▸ **What to work on**: Only the lines from the top of the data through the one with "let mut mode: Option<SummaryMode> = None;" are to be written out, each exactly as it stands.

▸ **Records shown**:
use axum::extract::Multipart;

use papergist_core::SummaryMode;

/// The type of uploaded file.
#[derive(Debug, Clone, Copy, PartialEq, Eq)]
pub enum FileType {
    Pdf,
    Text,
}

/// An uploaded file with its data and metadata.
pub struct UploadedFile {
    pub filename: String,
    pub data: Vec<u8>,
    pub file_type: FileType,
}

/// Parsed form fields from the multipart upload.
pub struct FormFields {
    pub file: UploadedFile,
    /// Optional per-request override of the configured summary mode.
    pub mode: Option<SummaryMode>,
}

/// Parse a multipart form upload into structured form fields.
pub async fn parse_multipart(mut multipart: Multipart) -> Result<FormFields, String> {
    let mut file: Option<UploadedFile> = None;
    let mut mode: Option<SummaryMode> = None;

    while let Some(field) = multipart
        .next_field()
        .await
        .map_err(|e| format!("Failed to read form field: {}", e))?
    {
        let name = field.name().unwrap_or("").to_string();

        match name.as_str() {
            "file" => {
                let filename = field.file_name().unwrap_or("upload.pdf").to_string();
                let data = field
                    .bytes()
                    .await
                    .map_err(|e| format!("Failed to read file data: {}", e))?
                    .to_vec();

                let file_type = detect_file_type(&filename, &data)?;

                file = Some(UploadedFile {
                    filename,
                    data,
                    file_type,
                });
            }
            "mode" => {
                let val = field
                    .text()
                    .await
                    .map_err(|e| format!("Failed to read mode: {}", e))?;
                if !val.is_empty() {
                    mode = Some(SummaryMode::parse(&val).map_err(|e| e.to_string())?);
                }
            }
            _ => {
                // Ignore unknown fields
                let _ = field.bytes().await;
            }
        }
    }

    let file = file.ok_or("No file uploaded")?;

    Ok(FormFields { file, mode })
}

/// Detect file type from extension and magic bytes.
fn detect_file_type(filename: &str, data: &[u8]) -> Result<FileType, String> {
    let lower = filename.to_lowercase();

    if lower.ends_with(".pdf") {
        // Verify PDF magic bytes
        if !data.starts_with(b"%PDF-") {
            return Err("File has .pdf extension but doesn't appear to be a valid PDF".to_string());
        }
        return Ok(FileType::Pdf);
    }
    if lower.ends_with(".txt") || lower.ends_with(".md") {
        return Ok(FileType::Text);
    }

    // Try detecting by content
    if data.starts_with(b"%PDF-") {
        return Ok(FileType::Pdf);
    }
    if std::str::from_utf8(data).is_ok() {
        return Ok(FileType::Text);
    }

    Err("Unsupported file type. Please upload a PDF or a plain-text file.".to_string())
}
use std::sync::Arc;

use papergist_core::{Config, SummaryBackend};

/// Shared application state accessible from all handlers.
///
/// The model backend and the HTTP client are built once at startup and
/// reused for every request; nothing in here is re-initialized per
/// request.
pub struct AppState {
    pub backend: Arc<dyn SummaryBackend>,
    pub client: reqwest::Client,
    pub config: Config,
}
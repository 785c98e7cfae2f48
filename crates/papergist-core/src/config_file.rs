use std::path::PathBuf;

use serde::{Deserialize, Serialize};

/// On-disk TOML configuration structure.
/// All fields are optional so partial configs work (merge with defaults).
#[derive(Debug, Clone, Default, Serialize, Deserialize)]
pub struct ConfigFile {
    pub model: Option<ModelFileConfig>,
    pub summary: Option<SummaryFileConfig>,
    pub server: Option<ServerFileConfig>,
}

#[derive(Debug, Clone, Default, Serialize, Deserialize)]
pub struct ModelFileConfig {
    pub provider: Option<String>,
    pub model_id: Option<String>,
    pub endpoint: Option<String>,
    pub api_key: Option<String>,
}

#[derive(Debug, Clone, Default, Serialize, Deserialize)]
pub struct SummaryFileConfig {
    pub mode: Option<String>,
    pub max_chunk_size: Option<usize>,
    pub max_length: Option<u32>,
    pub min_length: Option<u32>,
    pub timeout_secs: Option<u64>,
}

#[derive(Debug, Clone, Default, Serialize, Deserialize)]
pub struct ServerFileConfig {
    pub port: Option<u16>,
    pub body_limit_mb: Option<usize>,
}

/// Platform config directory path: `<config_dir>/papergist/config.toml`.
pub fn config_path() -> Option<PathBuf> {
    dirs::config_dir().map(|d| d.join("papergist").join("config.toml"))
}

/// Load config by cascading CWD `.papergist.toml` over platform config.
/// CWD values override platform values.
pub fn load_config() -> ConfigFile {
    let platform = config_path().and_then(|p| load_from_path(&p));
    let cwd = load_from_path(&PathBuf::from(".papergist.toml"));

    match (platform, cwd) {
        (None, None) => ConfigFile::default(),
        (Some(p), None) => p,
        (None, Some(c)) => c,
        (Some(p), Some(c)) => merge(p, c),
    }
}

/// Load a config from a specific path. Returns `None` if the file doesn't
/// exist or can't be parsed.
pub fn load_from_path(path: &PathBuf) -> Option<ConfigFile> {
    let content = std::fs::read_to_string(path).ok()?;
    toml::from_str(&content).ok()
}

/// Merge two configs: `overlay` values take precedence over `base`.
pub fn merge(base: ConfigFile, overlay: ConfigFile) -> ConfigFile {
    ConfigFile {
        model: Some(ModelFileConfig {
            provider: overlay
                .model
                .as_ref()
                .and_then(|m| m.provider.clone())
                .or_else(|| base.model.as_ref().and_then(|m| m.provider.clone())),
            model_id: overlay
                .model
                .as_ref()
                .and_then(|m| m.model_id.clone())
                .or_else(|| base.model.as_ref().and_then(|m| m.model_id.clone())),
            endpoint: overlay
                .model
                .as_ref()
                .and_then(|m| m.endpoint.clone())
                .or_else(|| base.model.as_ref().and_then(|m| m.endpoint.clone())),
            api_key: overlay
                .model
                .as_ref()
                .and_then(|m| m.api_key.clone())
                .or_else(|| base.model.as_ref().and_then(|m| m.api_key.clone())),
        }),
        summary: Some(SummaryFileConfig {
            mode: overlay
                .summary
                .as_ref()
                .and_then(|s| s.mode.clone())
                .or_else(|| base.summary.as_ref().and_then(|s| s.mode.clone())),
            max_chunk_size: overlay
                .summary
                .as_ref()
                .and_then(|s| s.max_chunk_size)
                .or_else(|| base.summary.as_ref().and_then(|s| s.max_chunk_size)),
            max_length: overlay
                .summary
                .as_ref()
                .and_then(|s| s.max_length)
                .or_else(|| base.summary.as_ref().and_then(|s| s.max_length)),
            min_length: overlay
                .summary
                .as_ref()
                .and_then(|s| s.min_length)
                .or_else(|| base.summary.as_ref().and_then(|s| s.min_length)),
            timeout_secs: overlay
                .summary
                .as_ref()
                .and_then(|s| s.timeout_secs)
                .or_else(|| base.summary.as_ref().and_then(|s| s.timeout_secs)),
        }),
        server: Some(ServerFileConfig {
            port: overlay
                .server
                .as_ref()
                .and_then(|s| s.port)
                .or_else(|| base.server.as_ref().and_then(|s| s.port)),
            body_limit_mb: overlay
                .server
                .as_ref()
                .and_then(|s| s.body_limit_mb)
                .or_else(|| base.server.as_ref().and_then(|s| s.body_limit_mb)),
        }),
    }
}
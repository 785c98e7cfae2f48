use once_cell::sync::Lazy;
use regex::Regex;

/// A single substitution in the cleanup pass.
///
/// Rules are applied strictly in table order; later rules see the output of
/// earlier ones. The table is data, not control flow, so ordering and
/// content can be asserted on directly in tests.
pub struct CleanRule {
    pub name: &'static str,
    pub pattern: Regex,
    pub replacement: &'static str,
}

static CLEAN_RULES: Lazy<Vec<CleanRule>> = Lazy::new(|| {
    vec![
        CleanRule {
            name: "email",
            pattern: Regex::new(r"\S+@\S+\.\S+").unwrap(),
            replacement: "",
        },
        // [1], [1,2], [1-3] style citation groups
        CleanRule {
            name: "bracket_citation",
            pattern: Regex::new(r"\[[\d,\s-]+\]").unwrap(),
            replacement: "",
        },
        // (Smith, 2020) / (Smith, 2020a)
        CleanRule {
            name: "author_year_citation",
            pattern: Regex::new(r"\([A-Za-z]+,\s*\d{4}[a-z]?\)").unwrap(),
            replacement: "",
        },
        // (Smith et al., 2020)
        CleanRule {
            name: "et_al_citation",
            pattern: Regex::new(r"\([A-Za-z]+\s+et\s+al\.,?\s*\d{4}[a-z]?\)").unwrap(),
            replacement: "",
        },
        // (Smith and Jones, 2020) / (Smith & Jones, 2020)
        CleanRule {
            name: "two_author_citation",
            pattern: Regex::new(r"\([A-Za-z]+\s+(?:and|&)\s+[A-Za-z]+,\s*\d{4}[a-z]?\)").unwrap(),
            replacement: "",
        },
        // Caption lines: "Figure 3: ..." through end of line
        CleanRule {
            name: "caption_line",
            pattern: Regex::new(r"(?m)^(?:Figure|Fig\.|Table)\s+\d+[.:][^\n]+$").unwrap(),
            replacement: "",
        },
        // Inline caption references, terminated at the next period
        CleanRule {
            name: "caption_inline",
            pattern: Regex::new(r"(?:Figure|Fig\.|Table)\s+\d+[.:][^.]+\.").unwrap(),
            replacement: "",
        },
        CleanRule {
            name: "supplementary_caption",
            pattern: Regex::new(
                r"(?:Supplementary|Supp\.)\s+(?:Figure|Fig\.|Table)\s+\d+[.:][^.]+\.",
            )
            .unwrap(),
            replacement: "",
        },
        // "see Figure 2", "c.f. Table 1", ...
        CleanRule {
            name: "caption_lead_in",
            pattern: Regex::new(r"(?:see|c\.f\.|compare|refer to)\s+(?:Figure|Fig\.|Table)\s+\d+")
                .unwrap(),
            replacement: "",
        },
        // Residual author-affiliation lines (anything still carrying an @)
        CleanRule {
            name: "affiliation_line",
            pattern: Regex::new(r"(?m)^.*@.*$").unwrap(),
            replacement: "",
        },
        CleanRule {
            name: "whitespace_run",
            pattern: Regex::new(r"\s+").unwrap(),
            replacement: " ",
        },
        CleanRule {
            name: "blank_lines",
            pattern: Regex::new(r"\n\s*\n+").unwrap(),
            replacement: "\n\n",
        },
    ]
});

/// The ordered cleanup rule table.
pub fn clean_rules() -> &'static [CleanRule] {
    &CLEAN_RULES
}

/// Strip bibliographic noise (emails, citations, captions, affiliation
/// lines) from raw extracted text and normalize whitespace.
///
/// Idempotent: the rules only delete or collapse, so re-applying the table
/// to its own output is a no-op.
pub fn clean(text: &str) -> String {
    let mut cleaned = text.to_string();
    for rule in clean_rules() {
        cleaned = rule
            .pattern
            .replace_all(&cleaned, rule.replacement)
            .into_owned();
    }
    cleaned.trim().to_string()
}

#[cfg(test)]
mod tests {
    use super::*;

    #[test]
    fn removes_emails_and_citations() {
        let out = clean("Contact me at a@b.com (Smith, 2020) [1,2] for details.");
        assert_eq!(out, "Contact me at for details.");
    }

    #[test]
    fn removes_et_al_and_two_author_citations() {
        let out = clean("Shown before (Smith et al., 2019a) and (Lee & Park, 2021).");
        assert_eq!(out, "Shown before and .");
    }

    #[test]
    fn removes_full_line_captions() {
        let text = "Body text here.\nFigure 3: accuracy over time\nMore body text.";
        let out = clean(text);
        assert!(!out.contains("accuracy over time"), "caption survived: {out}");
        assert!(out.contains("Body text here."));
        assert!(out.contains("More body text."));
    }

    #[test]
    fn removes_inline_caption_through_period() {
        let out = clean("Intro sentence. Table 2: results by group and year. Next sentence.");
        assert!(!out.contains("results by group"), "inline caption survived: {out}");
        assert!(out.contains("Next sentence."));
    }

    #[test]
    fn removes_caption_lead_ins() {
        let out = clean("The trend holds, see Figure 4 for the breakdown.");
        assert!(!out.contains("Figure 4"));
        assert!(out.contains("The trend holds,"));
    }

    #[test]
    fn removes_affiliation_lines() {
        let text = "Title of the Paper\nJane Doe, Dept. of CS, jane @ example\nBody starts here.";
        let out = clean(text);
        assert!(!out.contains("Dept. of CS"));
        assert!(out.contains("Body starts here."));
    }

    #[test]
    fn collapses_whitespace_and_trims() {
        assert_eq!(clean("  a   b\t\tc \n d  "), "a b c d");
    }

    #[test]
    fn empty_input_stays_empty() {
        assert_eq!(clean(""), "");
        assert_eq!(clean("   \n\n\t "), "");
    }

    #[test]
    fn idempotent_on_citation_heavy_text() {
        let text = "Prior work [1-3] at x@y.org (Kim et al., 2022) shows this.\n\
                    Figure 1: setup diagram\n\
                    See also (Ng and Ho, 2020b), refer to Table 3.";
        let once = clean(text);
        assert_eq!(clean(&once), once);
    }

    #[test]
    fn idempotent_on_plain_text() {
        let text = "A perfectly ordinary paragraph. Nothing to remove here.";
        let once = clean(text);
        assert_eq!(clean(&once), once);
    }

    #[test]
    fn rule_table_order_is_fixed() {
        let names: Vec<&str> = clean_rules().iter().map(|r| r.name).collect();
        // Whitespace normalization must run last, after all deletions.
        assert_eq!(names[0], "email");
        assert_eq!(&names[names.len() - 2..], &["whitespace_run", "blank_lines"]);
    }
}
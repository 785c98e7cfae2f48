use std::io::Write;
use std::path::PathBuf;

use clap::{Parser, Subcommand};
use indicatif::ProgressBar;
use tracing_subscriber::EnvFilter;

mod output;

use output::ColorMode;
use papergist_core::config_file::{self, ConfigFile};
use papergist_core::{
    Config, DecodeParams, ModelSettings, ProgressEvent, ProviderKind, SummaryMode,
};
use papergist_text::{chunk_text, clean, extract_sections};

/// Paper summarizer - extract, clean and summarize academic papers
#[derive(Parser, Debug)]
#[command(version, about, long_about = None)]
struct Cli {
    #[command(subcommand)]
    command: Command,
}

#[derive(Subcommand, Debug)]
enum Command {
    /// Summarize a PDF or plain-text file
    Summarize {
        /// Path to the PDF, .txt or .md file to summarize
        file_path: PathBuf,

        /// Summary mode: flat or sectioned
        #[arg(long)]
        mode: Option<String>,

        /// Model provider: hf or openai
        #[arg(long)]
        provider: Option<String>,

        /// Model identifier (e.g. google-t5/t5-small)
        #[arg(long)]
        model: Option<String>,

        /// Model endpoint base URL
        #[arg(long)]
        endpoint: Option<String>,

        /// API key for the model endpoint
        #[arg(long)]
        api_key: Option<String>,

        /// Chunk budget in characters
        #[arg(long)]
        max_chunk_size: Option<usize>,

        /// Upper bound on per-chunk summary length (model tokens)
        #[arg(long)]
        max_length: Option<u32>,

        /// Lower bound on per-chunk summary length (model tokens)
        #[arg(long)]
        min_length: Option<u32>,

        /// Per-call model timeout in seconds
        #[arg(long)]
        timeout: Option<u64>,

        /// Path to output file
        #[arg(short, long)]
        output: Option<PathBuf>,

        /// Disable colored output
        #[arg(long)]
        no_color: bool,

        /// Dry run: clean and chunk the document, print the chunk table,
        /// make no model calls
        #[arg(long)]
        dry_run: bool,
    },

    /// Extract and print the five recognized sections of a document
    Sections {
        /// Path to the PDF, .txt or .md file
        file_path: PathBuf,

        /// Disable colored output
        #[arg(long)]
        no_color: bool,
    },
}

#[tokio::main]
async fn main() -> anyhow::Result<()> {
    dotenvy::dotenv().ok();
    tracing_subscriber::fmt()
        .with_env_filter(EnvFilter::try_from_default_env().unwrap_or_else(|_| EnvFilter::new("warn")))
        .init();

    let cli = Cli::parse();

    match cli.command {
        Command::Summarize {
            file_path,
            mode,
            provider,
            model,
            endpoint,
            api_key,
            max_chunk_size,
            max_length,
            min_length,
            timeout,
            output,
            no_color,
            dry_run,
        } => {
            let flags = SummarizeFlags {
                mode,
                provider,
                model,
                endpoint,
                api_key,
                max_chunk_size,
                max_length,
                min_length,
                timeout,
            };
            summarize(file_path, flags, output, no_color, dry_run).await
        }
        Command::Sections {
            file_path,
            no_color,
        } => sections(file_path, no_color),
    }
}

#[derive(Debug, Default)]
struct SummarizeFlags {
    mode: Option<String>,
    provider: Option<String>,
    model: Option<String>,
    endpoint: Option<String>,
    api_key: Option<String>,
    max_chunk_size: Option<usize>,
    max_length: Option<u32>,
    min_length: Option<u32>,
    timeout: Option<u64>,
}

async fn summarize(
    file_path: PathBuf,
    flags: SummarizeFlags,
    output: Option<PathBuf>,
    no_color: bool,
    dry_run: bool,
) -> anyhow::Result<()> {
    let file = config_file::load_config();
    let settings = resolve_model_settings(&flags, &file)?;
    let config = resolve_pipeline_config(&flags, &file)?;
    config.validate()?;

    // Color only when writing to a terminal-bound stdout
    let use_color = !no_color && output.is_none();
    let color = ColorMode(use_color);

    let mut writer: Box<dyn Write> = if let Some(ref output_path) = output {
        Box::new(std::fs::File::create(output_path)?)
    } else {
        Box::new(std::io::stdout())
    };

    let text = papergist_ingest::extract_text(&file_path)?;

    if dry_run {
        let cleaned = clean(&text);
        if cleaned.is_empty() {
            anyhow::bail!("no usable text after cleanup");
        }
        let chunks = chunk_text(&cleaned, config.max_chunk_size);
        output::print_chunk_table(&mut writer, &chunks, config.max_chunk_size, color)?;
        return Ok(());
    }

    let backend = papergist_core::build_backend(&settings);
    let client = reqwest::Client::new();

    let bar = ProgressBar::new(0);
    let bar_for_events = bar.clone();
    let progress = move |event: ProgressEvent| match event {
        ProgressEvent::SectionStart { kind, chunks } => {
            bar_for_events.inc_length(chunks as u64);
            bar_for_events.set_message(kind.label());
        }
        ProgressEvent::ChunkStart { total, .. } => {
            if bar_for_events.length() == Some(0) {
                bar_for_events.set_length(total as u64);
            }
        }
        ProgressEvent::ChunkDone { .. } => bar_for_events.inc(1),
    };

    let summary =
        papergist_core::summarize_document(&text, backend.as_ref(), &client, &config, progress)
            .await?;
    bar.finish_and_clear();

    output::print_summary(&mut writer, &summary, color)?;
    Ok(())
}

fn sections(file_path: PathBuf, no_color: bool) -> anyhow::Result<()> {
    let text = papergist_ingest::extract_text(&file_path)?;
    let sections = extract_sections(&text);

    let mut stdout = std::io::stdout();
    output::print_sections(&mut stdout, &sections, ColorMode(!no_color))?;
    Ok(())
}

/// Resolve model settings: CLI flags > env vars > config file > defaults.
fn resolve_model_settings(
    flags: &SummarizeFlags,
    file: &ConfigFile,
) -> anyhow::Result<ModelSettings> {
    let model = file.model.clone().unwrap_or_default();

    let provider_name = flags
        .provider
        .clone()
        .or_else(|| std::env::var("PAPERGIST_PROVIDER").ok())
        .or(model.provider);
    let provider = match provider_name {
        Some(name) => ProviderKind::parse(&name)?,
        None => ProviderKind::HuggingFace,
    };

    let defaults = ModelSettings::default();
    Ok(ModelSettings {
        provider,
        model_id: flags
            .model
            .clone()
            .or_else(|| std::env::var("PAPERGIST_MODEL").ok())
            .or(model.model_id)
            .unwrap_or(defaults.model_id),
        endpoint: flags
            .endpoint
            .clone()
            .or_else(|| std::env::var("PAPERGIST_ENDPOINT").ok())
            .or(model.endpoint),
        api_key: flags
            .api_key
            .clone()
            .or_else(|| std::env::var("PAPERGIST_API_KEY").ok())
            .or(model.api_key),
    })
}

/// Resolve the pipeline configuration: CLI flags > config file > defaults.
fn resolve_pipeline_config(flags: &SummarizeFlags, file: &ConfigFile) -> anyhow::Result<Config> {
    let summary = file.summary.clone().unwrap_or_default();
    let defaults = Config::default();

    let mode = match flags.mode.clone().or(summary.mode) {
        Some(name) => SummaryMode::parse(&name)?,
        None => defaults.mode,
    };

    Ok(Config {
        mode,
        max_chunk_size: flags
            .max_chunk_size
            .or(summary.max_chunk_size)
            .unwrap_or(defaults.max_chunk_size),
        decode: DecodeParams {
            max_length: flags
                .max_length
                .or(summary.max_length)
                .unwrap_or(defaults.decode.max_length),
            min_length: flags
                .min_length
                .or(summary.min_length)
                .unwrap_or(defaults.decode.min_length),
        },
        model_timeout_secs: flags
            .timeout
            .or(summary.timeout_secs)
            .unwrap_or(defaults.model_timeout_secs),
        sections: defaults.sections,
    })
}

▸ **Task result**:
use axum::extract::Multipart;

use papergist_core::SummaryMode;

/// The type of uploaded file.
#[derive(Debug, Clone, Copy, PartialEq, Eq)]
pub enum FileType {
    Pdf,
    Text,
}

/// An uploaded file with its data and metadata.
pub struct UploadedFile {
    pub filename: String,
    pub data: Vec<u8>,
    pub file_type: FileType,
}

/// Parsed form fields from the multipart upload.
pub struct FormFields {
    pub file: UploadedFile,
    /// Optional per-request override of the configured summary mode.
    pub mode: Option<SummaryMode>,
}

/// Parse a multipart form upload into structured form fields.
pub async fn parse_multipart(mut multipart: Multipart) -> Result<FormFields, String> {
    let mut file: Option<UploadedFile> = None;
    let mut mode: Option<SummaryMode> = None;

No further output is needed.